# "Gatehouse" Bus Service station Derby - Jun 2011



## imyimyimy (Jun 30, 2011)

I literally stumbled on this place this week in derby, it's passed the GNR warehouse, I'm not sure if anyone's posted this place on here, i tried searching.. So here's my story.. 

*History Covered by johno23*



johno23 said:


> Great coverage and pics
> Up until approximately 5 years ago this was the local headquarters of East Midlands Electricity Board.The place was built especially for them in the early seventies.
> It housed the administration and accounts as well as the technical side of things.
> 
> ...



*Live history covered by odeon master*



odeon master said:


> Known as GREAT NORTHERN ROAD DEPOT as stated for the EMEB (East Midlands Electricity Board)
> I worked here for a while, the area where the inspection pits was the garage that maintained the company fleet of vehicles, strange to see a place i actually worked at derelict and in the process of demolition !
> By the way, the name East Midlands Electricity Board no longer exists, its been consigned to the history books, the company became Central Networks, and then EON, the power distribution company.
> 
> THE ODEON




I found this a great explore, very easy to access.. 
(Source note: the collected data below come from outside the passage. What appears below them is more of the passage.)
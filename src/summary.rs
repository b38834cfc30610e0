//! Headline figures derived from observations and a gap analysis.

use std::collections::{BTreeMap, BTreeSet};

use chrono::{Datelike, Duration, NaiveDate, NaiveDateTime, Timelike};
use serde::{Deserialize, Serialize};

use crate::completeness::{Gap, GapAnalysis};
use crate::records::Observation;

const DAYS_PER_YEAR: f64 = 365.0;

#[derive(Debug, Clone, PartialEq, Serialize, Deserialize)]
pub struct TrafficKpis {
    pub total_vehicles: u64,
    pub mean_daily_total: f64,
    pub peak_hour: Option<u32>,
    pub days: usize,
}

pub fn traffic_kpis(observations: &[Observation]) -> TrafficKpis {
    let mut daily: BTreeMap<NaiveDate, u64> = BTreeMap::new();
    let mut hourly = [0u64; 24];
    for obs in observations {
        *daily.entry(obs.date()).or_default() += obs.count;
        hourly[obs.hour() as usize] += obs.count;
    }

    let total_vehicles: u64 = daily.values().sum();
    let mean_daily_total = if daily.is_empty() {
        0.0
    } else {
        total_vehicles as f64 / daily.len() as f64
    };
    // First maximum wins on ties.
    let peak_hour = (!observations.is_empty()).then(|| {
        hourly
            .iter()
            .enumerate()
            .fold((0usize, 0u64), |best, (hour, total)| {
                if *total > best.1 {
                    (hour, *total)
                } else {
                    best
                }
            })
            .0 as u32
    });

    TrafficKpis {
        total_vehicles,
        mean_daily_total,
        peak_hour,
        days: daily.len(),
    }
}

#[derive(Debug, Clone, PartialEq, Serialize, Deserialize)]
pub struct GapSummary {
    pub significant_gaps: Vec<Gap>,
    pub significant_hours: f64,
    pub significant_days: f64,
    pub dst_gap_count: usize,
    pub largest: Option<Gap>,
}

pub fn gap_summary(analysis: &GapAnalysis) -> GapSummary {
    let significant_gaps: Vec<Gap> = analysis.significant_gaps().cloned().collect();
    let significant_hours = significant_gaps
        .iter()
        .fold(0.0, |acc, gap| acc + gap.duration_hours);
    let largest = significant_gaps
        .iter()
        .fold(None::<&Gap>, |best, gap| match best {
            Some(current) if current.duration_hours >= gap.duration_hours => Some(current),
            _ => Some(gap),
        })
        .cloned();

    GapSummary {
        significant_hours,
        significant_days: significant_hours / 24.0,
        dst_gap_count: analysis.dst_gaps().count(),
        largest,
        significant_gaps,
    }
}

#[derive(Debug, Clone, PartialEq, Serialize, Deserialize)]
pub struct YearComparison {
    pub year: i32,
    pub mean_daily_total: f64,
    pub total_vehicles: u64,
    pub days_with_data: usize,
    pub gap_days: f64,
    pub completeness: f64,
    /// Present only when more than one day is missing.
    pub extrapolated_total: Option<f64>,
}

/// Per-year traffic of `observations` next to the completeness figures of
/// `analysis`. Years absent from the analysis report no gaps and full
/// completeness.
pub fn yearly_comparison(observations: &[Observation], analysis: &GapAnalysis) -> Vec<YearComparison> {
    let mut daily: BTreeMap<i32, BTreeMap<NaiveDate, u64>> = BTreeMap::new();
    for obs in observations {
        *daily
            .entry(obs.year())
            .or_default()
            .entry(obs.date())
            .or_default() += obs.count;
    }

    daily
        .into_iter()
        .map(|(year, days)| {
            let total_vehicles: u64 = days.values().sum();
            let days_with_data = days.len();
            let stats = analysis.year(year);
            let gap_days = stats.map(|s| s.gap_days).unwrap_or(0.0);
            let completeness = stats.map(|s| s.completeness).unwrap_or(100.0);
            let extrapolated_total = (gap_days > 1.0 && days_with_data > 0)
                .then(|| total_vehicles as f64 * DAYS_PER_YEAR / days_with_data as f64);

            YearComparison {
                year,
                mean_daily_total: total_vehicles as f64 / days_with_data as f64,
                total_vehicles,
                days_with_data,
                gap_days,
                completeness,
                extrapolated_total,
            }
        })
        .collect()
}

pub fn distinct_years(observations: &[Observation]) -> Vec<i32> {
    observations
        .iter()
        .map(Observation::year)
        .collect::<BTreeSet<_>>()
        .into_iter()
        .collect()
}

/// Categories tracked in the recent-window panel.
pub const RECENT_CATEGORIES: [&str; 3] = ["Personenwagen", "Lieferwagen", "Lastwagen"];
const RECENT_WINDOW_DAYS: i64 = 7;

#[derive(Debug, Clone, PartialEq, Serialize, Deserialize)]
pub struct ShareRow {
    pub label: String,
    pub vehicles: u64,
    pub percent: f64,
}

fn shares(totals: BTreeMap<String, u64>) -> Vec<ShareRow> {
    let total: u64 = totals.values().sum();
    let mut rows: Vec<ShareRow> = totals
        .into_iter()
        .map(|(label, vehicles)| ShareRow {
            percent: if total == 0 {
                0.0
            } else {
                100.0 * vehicles as f64 / total as f64
            },
            label,
            vehicles,
        })
        .collect();
    rows.sort_by(|a, b| b.vehicles.cmp(&a.vehicles).then_with(|| a.label.cmp(&b.label)));
    rows
}

/// Share of each raw vehicle class, largest first.
pub fn class_shares(observations: &[Observation]) -> Vec<ShareRow> {
    let mut totals: BTreeMap<String, u64> = BTreeMap::new();
    for obs in observations {
        *totals.entry(obs.vehicle_class.clone()).or_default() += obs.count;
    }
    shares(totals)
}

/// Share of each mapped category, largest first. Rows without a category
/// are left out of both the parts and the total.
pub fn category_shares(observations: &[Observation]) -> Vec<ShareRow> {
    let mut totals: BTreeMap<String, u64> = BTreeMap::new();
    for obs in observations {
        if let Some(category) = &obs.category {
            *totals.entry(category.clone()).or_default() += obs.count;
        }
    }
    shares(totals)
}

/// Vehicles per direction, largest first.
pub fn direction_totals(observations: &[Observation]) -> Vec<ShareRow> {
    let mut totals: BTreeMap<String, u64> = BTreeMap::new();
    for obs in observations {
        *totals.entry(obs.direction.clone()).or_default() += obs.count;
    }
    shares(totals)
}

#[derive(Debug, Clone, PartialEq, Serialize, Deserialize)]
pub struct YearCategoryShare {
    pub year: i32,
    pub category: String,
    pub vehicles: u64,
    pub percent: f64,
}

/// Category shares within each year, sorted by (year, category).
pub fn yearly_category_shares(observations: &[Observation]) -> Vec<YearCategoryShare> {
    let mut totals: BTreeMap<i32, BTreeMap<String, u64>> = BTreeMap::new();
    for obs in observations {
        if let Some(category) = &obs.category {
            *totals
                .entry(obs.year())
                .or_default()
                .entry(category.clone())
                .or_default() += obs.count;
        }
    }

    let mut out = Vec::new();
    for (year, by_category) in totals {
        let year_total: u64 = by_category.values().sum();
        for (category, vehicles) in by_category {
            out.push(YearCategoryShare {
                year,
                percent: if year_total == 0 {
                    0.0
                } else {
                    100.0 * vehicles as f64 / year_total as f64
                },
                category,
                vehicles,
            });
        }
    }
    out
}

#[derive(Debug, Clone, PartialEq, Serialize, Deserialize)]
pub struct WeekdayProfile {
    /// 0 = Monday.
    pub weekday: u32,
    pub mean_daily_total: f64,
    /// Mean vehicles per observed hour, indexed by hour of day. Hours
    /// without data read 0.
    pub hourly_means: Vec<f64>,
}

/// Hour × weekday traffic pattern. Always seven rows, Monday first.
pub fn hour_weekday_profile(observations: &[Observation]) -> Vec<WeekdayProfile> {
    let mut hourly: BTreeMap<NaiveDateTime, u64> = BTreeMap::new();
    let mut daily: BTreeMap<NaiveDate, u64> = BTreeMap::new();
    for obs in observations {
        *hourly.entry(obs.timestamp).or_default() += obs.count;
        *daily.entry(obs.date()).or_default() += obs.count;
    }

    let mut cells = [[(0u64, 0u64); 24]; 7];
    for (timestamp, total) in &hourly {
        let cell = &mut cells[timestamp.weekday().num_days_from_monday() as usize]
            [timestamp.hour() as usize];
        cell.0 += total;
        cell.1 += 1;
    }
    let mut days = [(0u64, 0u64); 7];
    for (date, total) in &daily {
        let day = &mut days[date.weekday().num_days_from_monday() as usize];
        day.0 += total;
        day.1 += 1;
    }

    (0..7)
        .map(|weekday| WeekdayProfile {
            weekday: weekday as u32,
            mean_daily_total: mean(days[weekday]),
            hourly_means: cells[weekday].iter().copied().map(mean).collect(),
        })
        .collect()
}

fn mean((sum, n): (u64, u64)) -> f64 {
    if n == 0 {
        0.0
    } else {
        sum as f64 / n as f64
    }
}

#[derive(Debug, Clone, PartialEq, Serialize, Deserialize)]
pub struct RecentCategory {
    pub category: String,
    pub mean_hourly: f64,
    pub mean_daily: f64,
}

#[derive(Debug, Clone, PartialEq, Serialize, Deserialize)]
pub struct RecentPoint {
    pub timestamp: NaiveDateTime,
    pub category: String,
    pub vehicles: u64,
}

#[derive(Debug, Clone, PartialEq, Serialize, Deserialize)]
pub struct RecentWindow {
    pub start: NaiveDateTime,
    pub end: NaiveDateTime,
    pub categories: Vec<RecentCategory>,
    pub hourly: Vec<RecentPoint>,
}

/// Hourly series and means for [`RECENT_CATEGORIES`] over the seven days
/// before the latest observation (inclusive on both ends). `None` when the
/// window holds no tracked category.
pub fn last_seven_days(observations: &[Observation]) -> Option<RecentWindow> {
    let end = observations.iter().map(|obs| obs.timestamp).max()?;
    let start = end - Duration::days(RECENT_WINDOW_DAYS);

    let mut hourly: BTreeMap<(NaiveDateTime, &str), u64> = BTreeMap::new();
    let mut daily: BTreeMap<(NaiveDate, &str), u64> = BTreeMap::new();
    for obs in observations.iter().filter(|obs| obs.timestamp >= start) {
        let Some(category) = obs
            .category
            .as_deref()
            .filter(|category| RECENT_CATEGORIES.contains(category))
        else {
            continue;
        };
        *hourly.entry((obs.timestamp, category)).or_default() += obs.count;
        *daily.entry((obs.date(), category)).or_default() += obs.count;
    }
    if hourly.is_empty() {
        return None;
    }

    let categories = RECENT_CATEGORIES
        .iter()
        .filter_map(|&category| {
            let per_hour = fold_matching(hourly.iter().map(|((_, c), v)| (*c, *v)), category);
            let per_day = fold_matching(daily.iter().map(|((_, c), v)| (*c, *v)), category);
            (per_hour.1 > 0).then(|| RecentCategory {
                category: category.to_string(),
                mean_hourly: mean(per_hour),
                mean_daily: mean(per_day),
            })
        })
        .collect();

    Some(RecentWindow {
        start,
        end,
        categories,
        hourly: hourly
            .into_iter()
            .map(|((timestamp, category), vehicles)| RecentPoint {
                timestamp,
                category: category.to_string(),
                vehicles,
            })
            .collect(),
    })
}

fn fold_matching<'a>(entries: impl Iterator<Item = (&'a str, u64)>, category: &str) -> (u64, u64) {
    entries
        .filter(|(c, _)| *c == category)
        .fold((0, 0), |(sum, n), (_, v)| (sum + v, n + 1))
}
Starting with a panomatic as usuall







when you enter the place first.. hence why i gave the thread title "gatehouse" .. This is the security booth and gas pump station ting.. 






Feul pumps






Close ups
















Roof sign






Security card reader






Uber bright telephone box






Bus wash or truck etc..











Bus wash control room ( i think)






Funky Buttons






Power panel






Water system






Bus parking area or trucks..






Rusted Power connection






Canister ting






Burnt chair (well random)






Now inside the main warehouse.. Panomatic shot.. So much glass everywhere, walking around crunch, crunch, good job i was wearing good shoes, looks like i missed the party, place was trashed..






Inside had a service area and a pit  






Stairs to the pit 






Offices (that were)..






Office stuff
















Loads of these screens everywhere.. explained the broken glass everywhere..






Got out sharpish...






another smashed computer 






That's all.. Didn't feel that a creepy place.. But all in all a great explore in derby 

enjoy!​


----------



## possessed (Jun 30, 2011)

Looks like a decent site for a nosy around  any idea when that place was abandoned?


----------



## imyimyimy (Jun 30, 2011)

No idea matey.. Couldn't find any history


----------



## johno23 (Jul 1, 2011)

Great coverage and pics
Up until approximately 5 years ago this was the local headquarters of East Midlands Electricity Board.The place was built especially for them in the early seventies.
It housed the administration and accounts as well as the technical side of things.

They had a couple of hundred vehicles of their own on site,hence your excellent pics of the fuel pumps,vehicle wash etc.

After this it was turned into a call centre for a firm called SITEL who handled most of BT`s customer enquiries.
It seems they lost the contract and the place closed down and was empty for a year or two.
Despite extensive marketing they were unable to sell or let it and due to the owners having to pay extortionate rates on an empty building they demolished (most of the site) very recently leaving this little bit for some unknown reason.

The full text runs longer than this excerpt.